Bainum Family Foundation Announces School-Based Mental Health Initiative, Invests $4.1 Million to Expand Services in D.C.
BETHESDA, MARYLAND and WASHINGTON, DC (November 7, 2017) — Building on its commitment to improve the lives of children and families living in poverty in the District of Columbia’s Wards 7 and 8, the Bainum Family Foundation today announced investments of $4.1 million over four years to expand school-based mental health services in these wards.
This work will help the Foundation meet its 2020 strategic goal of adding 2,000 wrap-around support seats in Wards 7 and 8 to increase students’ social-emotional well-being, while sharing knowledge and lessons learned with the mental health field. It also complements the Foundation’s existing investments in early learning and food access for these same neighborhoods.
Conducted in partnership with the Center for Health and Health Care in Schools (CHHCS), part of the George Washington University's Milken Institute School of Public Health, this effort began in 2016 with a comprehensive needs assessment in the District and a year-long learning partnership with two District charter schools (DC Prep and Monument Academy).
Findings of this initial work supported the development of a three-year strategy to increase mental health supports available to children and families in Wards 7 and 8 and to advance the overall field of school-based mental health. The strategy, which is being launched this Fall, includes:
Identifying a group of four charter elementary and middle schools in Wards 7 and 8 to participate in a Community of Practice. CHHCS and the Foundation will provide three years of training and technical assistance in the areas of mental health data, coordination and universal prevention as each school implements best practices tailored to its unique needs and then evaluates outcomes.
- Convening and leading a District-wide Learning Community of local school-based mental health stakeholders (practitioners, researchers, policy makers and school administrators) to leverage existing expertise and coordinate and share resources. The group will launch in January and meet bimonthly.
Working with national partners — including CHHCS; the Center for School Mental Health at the University of Maryland School of Medicine; and the Substance Abuse and Mental Health Services Administration (SAMHSA), a branch of the U.S. Department of Health and Human Services — to connect and convene national experts to advance school-based mental health. The goal of these meetings is to discuss local, state and federal strategies to strengthen the availability and quality of school-based mental health services for children, youth and families. The first of a series of meetings took place in D.C. in September 2017. The Foundation will be a key partner in gathering and disseminating relevant information to help strengthen the field.

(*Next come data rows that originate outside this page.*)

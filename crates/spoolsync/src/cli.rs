//! Clap derive structures for the `spoolsync` CLI.

use clap::{Args, Parser, Subcommand, ValueEnum};
use clap_complete::Shell;

use spoolsync_core::{SpoolId, TraySlot};

// ── Top-Level CLI ────────────────────────────────────────────────────

/// spoolsync: keep AMS tray assignments in step with a Spoolman inventory
#[derive(Debug, Parser)]
#[command(
    name = "spoolsync",
    version,
    about = "Reconcile Bambu AMS tray assignments with a Spoolman inventory",
    long_about = None,
    propagate_version = true,
    arg_required_else_help = true
)]
pub struct Cli {
    #[command(flatten)]
    pub global: GlobalOpts,

    #[command(subcommand)]
    pub command: Command,
}

// ── Global Options ───────────────────────────────────────────────────

#[derive(Debug, Args)]
#[allow(clippy::struct_excessive_bools)]
pub struct GlobalOpts {
    /// Bridge profile to use
    #[arg(long, short = 'p', env = "SPOOLSYNC_PROFILE", global = true)]
    pub profile: Option<String>,

    /// Bridge API root, e.g. http://bridge.local:8000/api (overrides profile)
    #[arg(long, short = 'b', env = "SPOOLSYNC_BRIDGE", global = true)]
    pub bridge: Option<String>,

    /// Output format
    #[arg(
        long,
        short = 'o',
        env = "SPOOLSYNC_OUTPUT",
        default_value = "table",
        global = true
    )]
    pub output: OutputFormat,

    /// When to use color output
    #[arg(long, default_value = "auto", global = true)]
    pub color: ColorMode,

    /// Increase verbosity (-v, -vv, -vvv)
    #[arg(long, short = 'v', action = clap::ArgAction::Count, global = true)]
    pub verbose: u8,

    /// Suppress non-error output
    #[arg(long, short = 'q', global = true)]
    pub quiet: bool,

    /// Accept self-signed TLS certificates
    #[arg(long, short = 'k', env = "SPOOLSYNC_INSECURE", global = true)]
    pub insecure: bool,

    /// Request timeout in seconds (overrides profile)
    #[arg(long, env = "SPOOLSYNC_TIMEOUT", global = true)]
    pub timeout: Option<u64>,

    /// Quiet period before an entered spool id is looked up, in milliseconds
    #[arg(long, env = "SPOOLSYNC_DEBOUNCE_MS", global = true)]
    pub debounce_ms: Option<u64>,
}

// ── Output & Color Enums ─────────────────────────────────────────────

#[derive(Debug, Clone, ValueEnum)]
pub enum OutputFormat {
    /// Pretty table (default, interactive)
    Table,
    /// Pretty-printed JSON
    Json,
    /// Compact single-line JSON
    JsonCompact,
    /// YAML
    Yaml,
    /// Plain text, one value per line (scripting)
    Plain,
}

#[derive(Debug, Clone, ValueEnum)]
pub enum ColorMode {
    /// Auto-detect (color if terminal is interactive)
    Auto,
    /// Always emit color codes
    Always,
    /// Never emit color codes
    Never,
}

// ── Top-Level Command Enum ───────────────────────────────────────────

#[derive(Debug, Subcommand)]
pub enum Command {
    /// Inspect and reconcile AMS tray assignments
    #[command(alias = "t")]
    Trays(TraysArgs),

    /// Browse the spool inventory
    #[command(alias = "s")]
    Spools(SpoolsArgs),

    /// Printer connection and bridge health
    Status,

    /// Parse scanned QR text into a spool id (offline)
    Resolve(ResolveArgs),

    /// Manage CLI configuration
    Config(ConfigArgs),

    /// Generate shell completions
    Completions(CompletionsArgs),
}

// ── Trays ────────────────────────────────────────────────────────────

#[derive(Debug, Args)]
pub struct TraysArgs {
    #[command(subcommand)]
    pub command: TraysCommand,
}

#[derive(Debug, Subcommand)]
pub enum TraysCommand {
    /// List every provisioned tray with its assignment
    #[command(alias = "ls")]
    List,

    /// Show one tray, its RFID tag and the spool bound to that tag
    Show {
        /// Tray index (0-based) or "ext" for the external holder
        tray: TraySlot,
    },

    /// Assign a spool to a tray
    Assign {
        /// Tray index (0-based) or "ext" for the external holder
        tray: TraySlot,

        /// Spool id to assign
        #[arg(required_unless_present = "scan", conflicts_with = "scan")]
        spool: Option<SpoolId>,

        /// Scanned QR text to resolve instead of a spool id
        #[arg(long, value_name = "TEXT")]
        scan: Option<String>,
    },

    /// Remove the spool assignment from a tray
    Clear {
        /// Tray index (0-based) or "ext" for the external holder
        tray: TraySlot,
    },

    /// Bind the tray's RFID tag to a spool
    Bind {
        /// Tray index (0-based) or "ext" for the external holder
        tray: TraySlot,

        /// Spool id (defaults to the tray's current assignment)
        spool: Option<SpoolId>,
    },
}

// ── Spools ───────────────────────────────────────────────────────────

#[derive(Debug, Args)]
pub struct SpoolsArgs {
    #[command(subcommand)]
    pub command: SpoolsCommand,
}

#[derive(Debug, Subcommand)]
pub enum SpoolsCommand {
    /// List spools in the inventory
    #[command(alias = "ls")]
    List {
        /// Include archived spools
        #[arg(long, short = 'a')]
        all: bool,
    },

    /// Show one spool
    Get {
        /// Spool id
        id: SpoolId,
    },
}

// ── Resolve ──────────────────────────────────────────────────────────

#[derive(Debug, Args)]
pub struct ResolveArgs {
    /// Scanned text: a spool URL or a `scheme:s-<id>` reference
    pub text: String,
}

// ── Config ───────────────────────────────────────────────────────────

#[derive(Debug, Args)]
pub struct ConfigArgs {
    #[command(subcommand)]
    pub command: ConfigCommand,
}

#[derive(Debug, Subcommand)]
pub enum ConfigCommand {
    /// Create or extend the config file with a bridge profile
    Init {
        /// Profile name (prompted when omitted on a terminal)
        #[arg(long)]
        name: Option<String>,

        /// Bridge API root (prompted when omitted on a terminal)
        #[arg(long = "url", value_name = "URL")]
        url: Option<String>,
    },

    /// Display current configuration
    Show,

    /// Print the config file location
    Path,

    /// Set the default profile
    Use {
        /// Profile name to set as default
        name: String,
    },
}

// ── Completions ──────────────────────────────────────────────────────

#[derive(Debug, Args)]
pub struct CompletionsArgs {
    /// Shell to generate completions for
    pub shell: Shell,
}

“School-based mental health is a key element of our Foundation’s Wrap-Around Support strategy,” said Barbara Bainum, Chair of the Board, CEO and President of the Foundation. “Our mission is to support the whole child to help them thrive. This needs to include comprehensive supports to address children’s social and emotional development. Schools are an effective way to deliver such services because they already play a central role in the lives of children and families.”
According to Olga Acosta Price, PhD, Director of CHHCS and founding director of the District’s long-standing School Mental Health Program, the needs assessment affirmed the challenges faced by children and families in the east end: an elevated need for mental health services due to the high-stress factors that result from living in poverty, coupled with low availability of resources (clinics and practitioners) in their communities. Further, available services in D.C. focus largely on high-need children rather than early identification and prevention for all children.
“The District has a good record of investing in school mental health over the past two decades, but there are still gaps, a lack of coordination of services and no systematic way to make decisions or share resources,” Acosta Price said. “Through the new strategy we have developed with the Foundation, we aim to help schools adopt the most effective approaches known in the field, build their capacity to serve more children and families, and ensure the sustainability of school-based mental health supports over time.”